Stored items:
+ + + +

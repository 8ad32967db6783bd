//! CAPTCHA challenges gating redemption after repeated failures.
//!
//! A challenge is a 4-digit code rendered as a noisy PNG. At most one
//! challenge is outstanding per identity: issuing a new one replaces the
//! previous answer.

mod generator;
mod registry;

pub use generator::CaptchaRenderer;
pub use registry::ChallengeRegistry;

/// Outstanding challenge kept in memory
#[derive(Debug, Clone, PartialEq, Eq)]
pub struct StoredChallenge {
    /// The expected answer
    pub answer: String,
    /// Creation timestamp
    pub issued_at: i64,
    /// Expiry timestamp
    pub expires_at: i64,
}

impl StoredChallenge {
    pub fn is_expired(&self, now: i64) -> bool {
        now >= self.expires_at
    }
}
//! Configuration management for Tokengate.

use anyhow::{Context, Result, bail};
use serde::Deserialize;
use std::path::{Path, PathBuf};

use tokengate_common::constants::{
    CAPTCHA_TTL_SECS, CHALLENGE_THRESHOLD, DEFAULT_DATA_DIR, DEFAULT_LISTEN_ADDR,
    DEFAULT_PERSIST_RETRIES, DEFAULT_REDIS_URL, GUILD_CONFIG_FILE, HARD_LOCK_THRESHOLD,
    LONG_THROTTLE_SECS, LONG_THROTTLE_THRESHOLD, MAINTENANCE_INTERVAL_SECS, THROTTLE_SECS,
    THROTTLE_THRESHOLD, TOKENS_FILE,
};

/// Application configuration
#[derive(Debug, Clone, Deserialize)]
pub struct AppConfig {
    /// HTTP listen address
    #[serde(default = "default_listen_addr")]
    pub listen_addr: String,

    /// Guild (deployment) this instance manages
    #[serde(default)]
    pub guild_id: u64,

    /// Bot token for the platform REST API (usually from DISCORD_TOKEN)
    #[serde(default)]
    pub discord_token: Option<String>,

    /// Shared secret the bot front-end presents as a bearer token
    #[serde(default)]
    pub api_key: Option<String>,

    /// Maintenance sweep interval in seconds
    #[serde(default = "default_maintenance_interval")]
    pub maintenance_interval_secs: u64,

    /// Durable storage configuration
    #[serde(default)]
    pub storage: StorageConfig,

    /// Lockout escalation thresholds
    #[serde(default)]
    pub security: SecurityConfig,

    /// CAPTCHA configuration
    #[serde(default)]
    pub captcha: CaptchaConfig,
}

/// Where credentials live
#[derive(Debug, Clone, Copy, PartialEq, Eq, Deserialize)]
#[serde(rename_all = "lowercase")]
pub enum StorageBackend {
    /// JSON document on local disk
    File,
    /// One Redis key per token
    Redis,
}

/// Storage configuration
#[derive(Debug, Clone, Deserialize)]
pub struct StorageConfig {
    /// Credential backend
    #[serde(default = "default_backend")]
    pub backend: StorageBackend,

    /// Directory holding tokens.json and guild.json
    #[serde(default = "default_data_dir")]
    pub data_dir: PathBuf,

    /// Redis connection URL (redis backend only)
    #[serde(default = "default_redis_url")]
    pub redis_url: String,

    /// Attempts for an idempotent write before surfacing a persistence failure
    #[serde(default = "default_persist_retries")]
    pub persist_retries: u32,
}

impl StorageConfig {
    pub fn tokens_path(&self) -> PathBuf {
        self.data_dir.join(TOKENS_FILE)
    }

    pub fn guild_config_path(&self) -> PathBuf {
        self.data_dir.join(GUILD_CONFIG_FILE)
    }
}

impl Default for StorageConfig {
    fn default() -> Self {
        Self {
            backend: default_backend(),
            data_dir: default_data_dir(),
            redis_url: default_redis_url(),
            persist_retries: default_persist_retries(),
        }
    }
}

/// Shortest accepted front-end secret
const MIN_API_KEY_LEN: usize = 16;

/// Longest configurable timeout window
const MAX_TIMEOUT_SECS: i64 = 365 * 24 * 3600;

/// Lockout escalation thresholds, evaluated against the cumulative failure count
#[derive(Debug, Clone, Copy, PartialEq, Eq, Deserialize)]
pub struct SecurityConfig {
    #[serde(default = "default_challenge_threshold")]
    pub challenge_threshold: u32,

    #[serde(default = "default_throttle_threshold")]
    pub throttle_threshold: u32,

    #[serde(default = "default_throttle_secs")]
    pub throttle_secs: i64,

    #[serde(default = "default_long_throttle_threshold")]
    pub long_throttle_threshold: u32,

    #[serde(default = "default_long_throttle_secs")]
    pub long_throttle_secs: i64,

    #[serde(default = "default_hard_lock_threshold")]
    pub hard_lock_threshold: u32,
}

impl SecurityConfig {
    /// Thresholds must escalate strictly and timeouts stay within a year
    pub fn validate(&self) -> Result<()> {
        if !(self.challenge_threshold >= 1
            && self.challenge_threshold <= self.throttle_threshold
            && self.throttle_threshold < self.long_throttle_threshold
            && self.long_throttle_threshold < self.hard_lock_threshold)
        {
            bail!(
                "security thresholds must satisfy \
                 1 <= challenge <= throttle < long_throttle < hard_lock"
            );
        }
        for secs in [self.throttle_secs, self.long_throttle_secs] {
            if !(1..=MAX_TIMEOUT_SECS).contains(&secs) {
                bail!("throttle durations must be between 1 and {MAX_TIMEOUT_SECS} seconds");
            }
        }
        Ok(())
    }
}

impl Default for SecurityConfig {
    fn default() -> Self {
        Self {
            challenge_threshold: default_challenge_threshold(),
            throttle_threshold: default_throttle_threshold(),
            throttle_secs: default_throttle_secs(),
            long_throttle_threshold: default_long_throttle_threshold(),
            long_throttle_secs: default_long_throttle_secs(),
            hard_lock_threshold: default_hard_lock_threshold(),
        }
    }
}

/// CAPTCHA-specific configuration
#[derive(Debug, Clone, Deserialize)]
pub struct CaptchaConfig {
    /// Challenge validity in seconds
    #[serde(default = "default_challenge_ttl")]
    pub ttl_secs: i64,

    /// Image width in pixels
    #[serde(default = "default_width")]
    pub width: u32,

    /// Image height in pixels
    #[serde(default = "default_height")]
    pub height: u32,

    /// Random noise lines drawn over the code
    #[serde(default = "default_noise_lines")]
    pub noise_lines: u32,
}

impl Default for CaptchaConfig {
    fn default() -> Self {
        Self {
            ttl_secs: default_challenge_ttl(),
            width: default_width(),
            height: default_height(),
            noise_lines: default_noise_lines(),
        }
    }
}

// Default value functions
fn default_listen_addr() -> String { DEFAULT_LISTEN_ADDR.to_string() }
fn default_maintenance_interval() -> u64 { MAINTENANCE_INTERVAL_SECS }
fn default_backend() -> StorageBackend { StorageBackend::File }
fn default_data_dir() -> PathBuf { PathBuf::from(DEFAULT_DATA_DIR) }
fn default_redis_url() -> String { DEFAULT_REDIS_URL.to_string() }
fn default_persist_retries() -> u32 { DEFAULT_PERSIST_RETRIES }
fn default_challenge_threshold() -> u32 { CHALLENGE_THRESHOLD }
fn default_throttle_threshold() -> u32 { THROTTLE_THRESHOLD }
fn default_throttle_secs() -> i64 { THROTTLE_SECS }
fn default_long_throttle_threshold() -> u32 { LONG_THROTTLE_THRESHOLD }
fn default_long_throttle_secs() -> i64 { LONG_THROTTLE_SECS }
fn default_hard_lock_threshold() -> u32 { HARD_LOCK_THRESHOLD }
fn default_challenge_ttl() -> i64 { CAPTCHA_TTL_SECS }
fn default_width() -> u32 { 150 }
fn default_height() -> u32 { 60 }
fn default_noise_lines() -> u32 { 10 }

impl AppConfig {
    /// Load configuration from file, with CLI overrides
    pub fn load(config_path: &str, args: &super::Args) -> Result<Self> {
        let mut config = if Path::new(config_path).exists() {
            let settings = config::Config::builder()
                .add_source(config::File::with_name(config_path))
                .add_source(config::Environment::with_prefix("TOKENGATE").separator("__"))
                .build()
                .context("Failed to load config file")?;

            settings
                .try_deserialize()
                .context("Failed to parse config")?
        } else {
            tracing::warn!("Config file not found, using defaults");
            Self::default()
        };

        // Apply CLI overrides
        if let Some(ref listen) = args.listen {
            config.listen_addr = listen.clone();
        }
        if let Some(ref redis_url) = args.redis_url {
            config.storage.redis_url = redis_url.clone();
        }
        if let Some(ref data_dir) = args.data_dir {
            config.storage.data_dir = data_dir.clone();
        }
        if let Some(guild_id) = args.guild_id {
            config.guild_id = guild_id;
        }
        if args.discord_token.is_some() {
            config.discord_token = args.discord_token.clone();
        }
        if args.api_key.is_some() {
            config.api_key = args.api_key.clone();
        }

        config.validate()?;
        Ok(config)
    }

    /// Checks that do not depend on where the values came from
    pub fn validate(&self) -> Result<()> {
        self.security.validate()?;
        if self.guild_id == 0 {
            bail!("guild_id must be set (config file, --guild-id, or GUILD_ID)");
        }
        match self.api_key.as_deref() {
            Some(key) if key.len() >= MIN_API_KEY_LEN => Ok(()),
            Some(_) => bail!("api_key must be at least {MIN_API_KEY_LEN} characters"),
            None => bail!("api_key must be set (config file, --api-key, or TOKENGATE_API_KEY)"),
        }
    }
}

impl Default for AppConfig {
    fn default() -> Self {
        Self {
            listen_addr: default_listen_addr(),
            guild_id: 0,
            discord_token: None,
            api_key: None,
            maintenance_interval_secs: default_maintenance_interval(),
            storage: StorageConfig::default(),
            security: SecurityConfig::default(),
            captcha: CaptchaConfig::default(),
        }
    }
}

#[cfg(test)]
mod tests {
    use super::*;

    #[test]
    fn test_defaults_match_escalation_table() {
        let security = SecurityConfig::default();
        assert_eq!(security.challenge_threshold, 5);
        assert_eq!(security.throttle_threshold, 7);
        assert_eq!(security.throttle_secs, 900);
        assert_eq!(security.long_throttle_threshold, 10);
        assert_eq!(security.long_throttle_secs, 3600);
        assert_eq!(security.hard_lock_threshold, 15);
        assert!(security.validate().is_ok());
    }

    #[test]
    fn test_rejects_non_escalating_thresholds() {
        let security = SecurityConfig {
            long_throttle_threshold: 20,
            ..Default::default()
        };
        assert!(security.validate().is_err());
    }

    #[test]
    fn test_requires_guild_and_api_key() {
        let mut config = AppConfig {
            guild_id: 77,
            ..Default::default()
        };
        assert!(config.validate().is_err());

        config.api_key = Some("short".to_string());
        assert!(config.validate().is_err());

        config.api_key = Some("0123456789abcdef".to_string());
        assert!(config.validate().is_ok());

        config.guild_id = 0;
        assert!(config.validate().is_err());
    }

    #[test]
    fn test_rejects_challenge_after_throttle() {
        let security = SecurityConfig {
            challenge_threshold: 8,
            ..Default::default()
        };
        assert!(security.validate().is_err());
    }

    #[test]
    fn test_rejects_out_of_range_durations() {
        let huge = SecurityConfig {
            long_throttle_secs: i64::MAX,
            ..Default::default()
        };
        assert!(huge.validate().is_err());

        let zero = SecurityConfig {
            throttle_secs: 0,
            ..Default::default()
        };
        assert!(zero.validate().is_err());
    }

    #[test]
    fn test_partial_toml_uses_defaults() {
        let settings = config::Config::builder()
            .add_source(config::File::from_str(
                "guild_id = 77\n[storage]\nbackend = \"redis\"\n[captcha]\nttl_secs = 60\n",
                config::FileFormat::Toml,
            ))
            .build()
            .unwrap();
        let config: AppConfig = settings.try_deserialize().unwrap();

        assert_eq!(config.guild_id, 77);
        assert_eq!(config.storage.backend, StorageBackend::Redis);
        assert_eq!(config.storage.persist_retries, 3);
        assert_eq!(config.captcha.ttl_secs, 60);
        assert_eq!(config.captcha.width, 150);
        assert_eq!(config.security.hard_lock_threshold, 15);
        assert_eq!(config.storage.tokens_path(), PathBuf::from("data/tokens.json"));
    }
}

+ + + +

WHAT THE TASK REQUIRES. Where does "None" occur in the data? Copy each line that has it.

ANSWER SECTION.
            None => bail!("api_key must be set (config file, --api-key, or TOKENGATE_API_KEY)"),
            discord_token: None,
            api_key: None,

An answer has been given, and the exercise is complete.